Daarnaast is er ook gekeken of intensiveren, een toename met 10 melkkoeien bij een verder gelijkblijvende exploitatie, mogelijkheden kan bieden. Wat blijkt? Onderaan de streep leveren de 10 koeien extra praktisch niets op.

Goed begroten noodzakelijk

Conclusie is dus dat met (gering) extensiveren of intensiveren niet direct het beoogde resultaat behaald wordt, met een verbetering van de marge. De bedrijven zijn gevormd met de huidige omvang op de huidige financieringslast en kostenstructuur.
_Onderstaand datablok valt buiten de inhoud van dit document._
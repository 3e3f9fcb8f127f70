// Analysis settings, loaded from an optional JSON file and overridden by command line flags
use crate::error::AnalysisError;
use serde::Deserialize;
use std::path::{Path, PathBuf};
use std::str::FromStr;

#[derive(Debug, Deserialize, Clone, PartialEq)]
#[serde(default)]
pub struct AnalysisSettings {
    pub csv_path: PathBuf,
    /// `None` sniffs the delimiter from the header line.
    pub delimiter: Option<char>,
    pub excluded_entity_keyword: String,
    pub export_dir: Option<PathBuf>,
    pub log_level: String,
}

impl Default for AnalysisSettings {
    fn default() -> Self {
        AnalysisSettings {
            csv_path: PathBuf::from("PNATE - REPASSES.csv"),
            delimiter: None,
            excluded_entity_keyword: "SECRETARIA".to_string(),
            export_dir: None,
            log_level: "warn".to_string(),
        }
    }
}

impl AnalysisSettings {
    pub fn from_json_file(path: &Path) -> Result<Self, AnalysisError> {
        if !path.exists() {
            return Err(AnalysisError::ConfigError(format!(
                "config file '{}' does not exist",
                path.display()
            )));
        }
        let raw = std::fs::read_to_string(path)?;
        let settings: AnalysisSettings = serde_json::from_str(&raw).map_err(|e| {
            AnalysisError::ConfigError(format!("invalid config file '{}': {}", path.display(), e))
        })?;
        settings.validate()?;
        Ok(settings)
    }

    pub fn validate(&self) -> Result<(), AnalysisError> {
        if let Some(delimiter) = self.delimiter {
            if !delimiter.is_ascii() {
                return Err(AnalysisError::ConfigError(format!(
                    "delimiter '{}' must be a single ASCII character",
                    delimiter
                )));
            }
        }
        self.tracing_level()?;
        Ok(())
    }

    pub fn tracing_level(&self) -> Result<tracing::Level, AnalysisError> {
        tracing::Level::from_str(self.log_level.trim()).map_err(|_| {
            AnalysisError::ConfigError(format!("unknown log level '{}'", self.log_level))
        })
    }
}

#[cfg(test)]
mod tests {
    use super::*;
    use std::io::Write;
    use tempfile::NamedTempFile;

    #[test]
    fn test_defaults() {
        let settings = AnalysisSettings::default();
        assert_eq!(settings.excluded_entity_keyword, "SECRETARIA");
        assert_eq!(settings.delimiter, None);
        assert_eq!(settings.tracing_level().unwrap(), tracing::Level::WARN);
    }

    #[test]
    fn test_partial_json_falls_back_to_defaults() {
        let mut file = NamedTempFile::new().unwrap();
        writeln!(file, r#"{{ "csv_path": "dados.csv", "delimiter": ";", "log_level": "debug" }}"#).unwrap();
        let settings = AnalysisSettings::from_json_file(file.path()).unwrap();
        assert_eq!(settings.csv_path, PathBuf::from("dados.csv"));
        assert_eq!(settings.delimiter, Some(';'));
        assert_eq!(settings.excluded_entity_keyword, "SECRETARIA");
        assert_eq!(settings.tracing_level().unwrap(), tracing::Level::DEBUG);
    }

    #[test]
    fn test_invalid_log_level_is_config_error() {
        let mut file = NamedTempFile::new().unwrap();
        writeln!(file, r#"{{ "log_level": "loud" }}"#).unwrap();
        let err = AnalysisSettings::from_json_file(file.path()).unwrap_err();
        assert!(matches!(err, AnalysisError::ConfigError(_)));
        assert!(err.to_string().contains("loud"));
    }

    #[test]
    fn test_missing_config_file() {
        let err = AnalysisSettings::from_json_file(Path::new("/nonexistent/pnate.json")).unwrap_err();
        assert!(matches!(err, AnalysisError::ConfigError(_)));
    }
}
Er is een soort (wankel) evenwicht ontstaan, waarbij een verandering in de balans niet direct het gewenste resultaat oplevert. Bij een beoogde verandering in de bedrijfsvoering zal er daarom altijd heel goed moeten worden gekeken naar het gewenste resultaat van de verandering. In dit kader is het belangrijk om zorgvuldig te begroten, om zo de resultaten van de veranderingen inzichtelijk te maken. Niemand wil verrast worden door uitkomsten die weleens anders kunnen uitpakken met de huidige kostenstructuren van de melkveehouderij. Continueren in de huidige – en deels onzekere – markt is en blijft ook een strategie. 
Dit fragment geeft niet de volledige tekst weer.